PROBLEM REQUIREMENTS
Your answer should be each line of the entries that contains the word "push", copied in full.

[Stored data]

________

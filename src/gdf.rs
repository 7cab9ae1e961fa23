//! Top-level GDF2 package handle.
//!
//! [`Gdf2`] ties the pieces together: the locator finds the file pair, the
//! definition parser builds the catalogue, the column projector derives
//! the physical layout, and reads are delegated to a table engine with a
//! configuration derived from all of the above.

use std::collections::HashMap;
use std::fs::File;
use std::io::Read;
use std::path::{Path, PathBuf};
use std::sync::OnceLock;

use polars::prelude::*;
use tracing::{debug, info};

use crate::columns::{ColumnDef, ColumnMapping, column_definitions};
use crate::dfn::{
    DEFAULT_RECORD_TYPE, DfnDiagnostics, DfnParseOptions, FieldDef, RecordType,
    RecordTypeCatalogue, WarningKind, parse_dfn,
};
use crate::engine::{ChunkIter, ColumnReadSpec, DecodeMethod, EngineKind, ReadConfig};
use crate::error::{GdfError, Result};
use crate::locator::locate_package;

/// Block size for the record-count newline scan.
const COUNT_BLOCK_SIZE: usize = 65536;

/// Options accepted by [`read_with`].
#[derive(Debug, Clone)]
pub struct OpenOptions {
    /// How data-file lines are decoded; fixed for the handle's lifetime.
    pub method: DecodeMethod,
    /// Which table engine serves reads; switchable on the handle.
    pub engine: EngineKind,
    /// Fold the `DATA` record-type tag onto the default empty tag.
    pub fold_data_tag: bool,
}

impl Default for OpenOptions {
    fn default() -> Self {
        Self {
            method: DecodeMethod::Whitespace,
            engine: EngineKind::Memory,
            fold_data_tag: true,
        }
    }
}

/// Open the GDF2 package found at or near `path` with default options.
pub fn read(path: impl AsRef<Path>) -> Result<Gdf2> {
    read_with(path, &OpenOptions::default())
}

/// Open a GDF2 package with explicit options.
pub fn read_with(path: impl AsRef<Path>, options: &OpenOptions) -> Result<Gdf2> {
    Gdf2::open(path.as_ref(), options)
}

/// Handle on a parsed GDF2 package.
#[derive(Debug)]
pub struct Gdf2 {
    dfn_path: PathBuf,
    dat_path: Option<PathBuf>,
    catalogue: RecordTypeCatalogue,
    diagnostics: DfnDiagnostics,
    dfn_contents: String,
    method: DecodeMethod,
    engine: EngineKind,
    nrecords: OnceLock<usize>,
}

impl Gdf2 {
    pub fn open(path: &Path, options: &OpenOptions) -> Result<Self> {
        let package = locate_package(path)?;
        info!("opening GDF2 package: {}", package.dfn_path.display());

        let parse = parse_dfn(
            &package.dfn_path,
            &DfnParseOptions {
                fold_data_tag: options.fold_data_tag,
            },
        )?;
        let mut diagnostics = parse.diagnostics;
        if package.dat_path.is_none() {
            diagnostics.push(
                None,
                WarningKind::MissingDataFile,
                format!("no data file located for {}", package.dfn_path.display()),
            );
        }

        Ok(Self {
            dfn_path: package.dfn_path,
            dat_path: package.dat_path,
            catalogue: parse.catalogue,
            diagnostics,
            dfn_contents: parse.contents,
            method: options.method,
            engine: options.engine,
            nrecords: OnceLock::new(),
        })
    }

    pub fn dfn_path(&self) -> &Path {
        &self.dfn_path
    }

    pub fn dat_path(&self) -> Option<&Path> {
        self.dat_path.as_deref()
    }

    /// Raw definition-file text.
    pub fn dfn_contents(&self) -> &str {
        &self.dfn_contents
    }

    /// Warnings collected while parsing the definition file.
    pub fn diagnostics(&self) -> &DfnDiagnostics {
        &self.diagnostics
    }

    pub fn record_types(&self) -> &RecordTypeCatalogue {
        &self.catalogue
    }

    pub fn method(&self) -> DecodeMethod {
        self.method
    }

    pub fn engine_kind(&self) -> EngineKind {
        self.engine
    }

    /// Switch the table engine serving subsequent reads.
    pub fn set_engine(&mut self, engine: EngineKind) {
        self.engine = engine;
    }

    fn record_type(&self, tag: &str) -> Result<&RecordType> {
        self.catalogue
            .get(tag)
            .ok_or_else(|| GdfError::RecordTypeNotFound {
                tag: tag.to_string(),
            })
    }

    fn data_file(&self) -> Result<&Path> {
        self.dat_path
            .as_deref()
            .ok_or_else(|| GdfError::DataFileNotFound {
                path: self.dfn_path.clone(),
            })
    }

    /// Field names declared for a record type.
    pub fn field_names(&self, tag: &str) -> Result<Vec<&str>> {
        Ok(self.record_type(tag)?.field_names())
    }

    /// Physical column names for a record type, multi-valued fields
    /// expanded.
    pub fn column_names(&self, tag: &str) -> Result<Vec<String>> {
        Ok(ColumnMapping::for_record_type(self.record_type(tag)?)
            .names()
            .to_vec())
    }

    /// First field with the given name, if any.
    pub fn get_field_definition(&self, name: &str, tag: &str) -> Option<&FieldDef> {
        self.catalogue.get(tag)?.get_field(name)
    }

    /// Per-column projections for a record type.
    pub fn get_column_definitions(&self, tag: &str) -> Result<Vec<ColumnDef>> {
        Ok(column_definitions(self.record_type(tag)?))
    }

    /// Duplicate field names in the default record type.
    pub fn find_duplicate_field_names(&self) -> HashMap<String, usize> {
        self.catalogue.find_duplicate_field_names()
    }

    /// Rewrite duplicated field names using a `{n}` suffix template. See
    /// [`RecordTypeCatalogue::fix_duplicate_field_names`].
    pub fn fix_duplicate_field_names(&mut self, suffix: &str) {
        self.catalogue.fix_duplicate_field_names(suffix);
    }

    /// Number of records in the data file.
    ///
    /// Computed once by counting line terminators over fixed-size blocks
    /// (a final line without a trailing terminator still counts as one
    /// record) and cached for the handle's lifetime.
    pub fn nrecords(&self) -> Result<usize> {
        if let Some(count) = self.nrecords.get() {
            return Ok(*count);
        }
        let count = count_records(self.data_file()?)?;
        Ok(*self.nrecords.get_or_init(|| count))
    }

    /// Derive the engine configuration for a read of the default record
    /// type. Null sentinels are restricted to the columns actually
    /// requested.
    fn read_config(&self, selection: Option<&[&str]>) -> Result<ReadConfig> {
        let dat_path = self.data_file()?.to_path_buf();
        let record = self.record_type(DEFAULT_RECORD_TYPE)?;
        let definitions = column_definitions(record);

        let usecols = match selection {
            Some(names) => {
                let mapping = ColumnMapping::for_record_type(record);
                Some(mapping.expand_selection(names)?)
            }
            None => None,
        };

        let mut null_values = HashMap::new();
        for definition in &definitions {
            if let Some(null_value) = &definition.null_value {
                let requested = usecols
                    .as_ref()
                    .is_none_or(|cols| cols.contains(&definition.name));
                if requested {
                    null_values.insert(definition.name.clone(), null_value.clone());
                }
            }
        }

        let columns = definitions
            .into_iter()
            .map(|definition| ColumnReadSpec {
                name: definition.name,
                width: definition.width,
                kind: definition.kind,
            })
            .collect();

        debug!(
            "read configuration: method={:?}, usecols={:?}, null_values={:?}",
            self.method, usecols, null_values
        );
        Ok(ReadConfig {
            dat_path,
            method: self.method,
            columns,
            usecols,
            null_values,
        })
    }

    /// Read the whole data table for the default record type.
    pub fn data(&self) -> Result<DataFrame> {
        let config = self.read_config(None)?;
        self.engine.engine().read(&config)
    }

    /// Read a subset of fields and/or columns. Bare field names expand to
    /// their full column lists.
    pub fn data_selected(&self, selection: &[&str]) -> Result<DataFrame> {
        let config = self.read_config(Some(selection))?;
        self.engine.engine().read(&config)
    }

    /// Read the data table as a lazy sequence of row batches. The
    /// sequence restarts from the first record on every call.
    pub fn data_chunked(&self, chunk_size: usize) -> Result<ChunkIter> {
        let config = self.read_config(None)?;
        self.engine.engine().read_chunked(&config, chunk_size)
    }

    /// Chunked read of a subset of fields and/or columns.
    pub fn data_selected_chunked(&self, selection: &[&str], chunk_size: usize) -> Result<ChunkIter> {
        let config = self.read_config(Some(selection))?;
        self.engine.engine().read_chunked(&config, chunk_size)
    }

    /// Typed values for one field. Multi-valued fields come back as a
    /// matrix with one column per slot.
    pub fn get_field_data(&self, field_name: &str) -> Result<FieldData> {
        let mut values = self.get_fields_data(&[field_name])?;
        debug_assert_eq!(values.len(), 1);
        Ok(values.swap_remove(0))
    }

    /// Typed values for several fields in one read. Requesting an unknown
    /// field name is a lookup error, surfaced before any file access.
    pub fn get_fields_data(&self, field_names: &[&str]) -> Result<Vec<FieldData>> {
        let record = self.record_type(DEFAULT_RECORD_TYPE)?;
        let mapping = ColumnMapping::for_record_type(record);

        let mut field_columns = Vec::with_capacity(field_names.len());
        for name in field_names {
            field_columns.push((*name, mapping.field_columns(name)?));
        }

        let frame = self.data_selected(field_names)?;
        let mut out = Vec::with_capacity(field_columns.len());
        for (_, columns) in &field_columns {
            if columns.len() == 1 {
                let series = frame
                    .column(columns[0].as_str())?
                    .as_materialized_series()
                    .clone();
                out.push(FieldData::Column(series));
            } else {
                let sub = frame.select(columns.iter().map(|c| c.as_str()))?;
                out.push(FieldData::Matrix(sub));
            }
        }
        Ok(out)
    }

    /// Iterate over data rows as column-name → value maps, reconstructed
    /// from successive chunks of `chunk_size` rows. Restart by calling
    /// again.
    pub fn iter_rows(&self, chunk_size: usize) -> Result<impl Iterator<Item = Result<Row>>> {
        let chunks = self.data_chunked(chunk_size)?;
        Ok(RowIter {
            chunks,
            current: None,
            index: 0,
        })
    }
}

/// One data row: column name → decoded value.
pub type Row = HashMap<String, CellValue>;

/// A single decoded cell value.
#[derive(Debug, Clone, PartialEq)]
pub enum CellValue {
    Null,
    Int(i64),
    Float(f64),
    Text(String),
}

impl CellValue {
    fn from_any(value: AnyValue<'_>) -> Self {
        match value {
            AnyValue::Null => CellValue::Null,
            AnyValue::Int64(v) => CellValue::Int(v),
            AnyValue::Float64(v) => CellValue::Float(v),
            AnyValue::String(v) => CellValue::Text(v.to_string()),
            AnyValue::StringOwned(v) => CellValue::Text(v.to_string()),
            other => CellValue::Text(format!("{other:?}")),
        }
    }

    pub fn is_null(&self) -> bool {
        matches!(self, CellValue::Null)
    }

    pub fn as_f64(&self) -> Option<f64> {
        match self {
            CellValue::Float(v) => Some(*v),
            CellValue::Int(v) => Some(*v as f64),
            _ => None,
        }
    }

    pub fn as_i64(&self) -> Option<i64> {
        match self {
            CellValue::Int(v) => Some(*v),
            _ => None,
        }
    }

    pub fn as_str(&self) -> Option<&str> {
        match self {
            CellValue::Text(v) => Some(v.as_str()),
            _ => None,
        }
    }
}

/// Typed values for one field.
#[derive(Debug, Clone)]
pub enum FieldData {
    /// Field with one value per record.
    Column(Series),
    /// Field spanning several columns, one frame column per slot.
    Matrix(DataFrame),
}

impl FieldData {
    /// Number of records.
    pub fn height(&self) -> usize {
        match self {
            FieldData::Column(series) => series.len(),
            FieldData::Matrix(frame) => frame.height(),
        }
    }

    /// Number of physical columns.
    pub fn width(&self) -> usize {
        match self {
            FieldData::Column(_) => 1,
            FieldData::Matrix(frame) => frame.width(),
        }
    }
}

/// Flattens chunked frames into rows.
struct RowIter {
    chunks: ChunkIter,
    current: Option<DataFrame>,
    index: usize,
}

impl Iterator for RowIter {
    type Item = Result<Row>;

    fn next(&mut self) -> Option<Self::Item> {
        loop {
            if let Some(frame) = &self.current {
                if self.index < frame.height() {
                    let row = row_from_frame(frame, self.index);
                    self.index += 1;
                    return Some(row);
                }
                self.current = None;
            }
            match self.chunks.next()? {
                Ok(frame) => {
                    self.current = Some(frame);
                    self.index = 0;
                }
                Err(err) => return Some(Err(err)),
            }
        }
    }
}

fn row_from_frame(frame: &DataFrame, index: usize) -> Result<Row> {
    let mut row = Row::with_capacity(frame.width());
    for column in frame.get_columns() {
        let value = column.as_materialized_series().get(index)?;
        row.insert(column.name().to_string(), CellValue::from_any(value));
    }
    Ok(row)
}

/// Count records by scanning for line terminators in fixed-size blocks.
fn count_records(path: &Path) -> Result<usize> {
    let mut file = File::open(path)?;
    let mut block = [0u8; COUNT_BLOCK_SIZE];
    let mut newlines = 0usize;
    let mut last_byte = None;

    loop {
        let read = file.read(&mut block)?;
        if read == 0 {
            break;
        }
        newlines += block[..read].iter().filter(|b| **b == b'\n').count();
        last_byte = Some(block[read - 1]);
    }

    match last_byte {
        None => Ok(0),
        Some(b'\n') | Some(b'\r') => Ok(newlines),
        // a final line with no terminator is still a record
        Some(_) => Ok(newlines + 1),
    }
}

________

FINISHED TASK
            diagnostics.push(
            field_columns.push((*name, mapping.field_columns(name)?));
                out.push(FieldData::Column(series));
                out.push(FieldData::Matrix(sub));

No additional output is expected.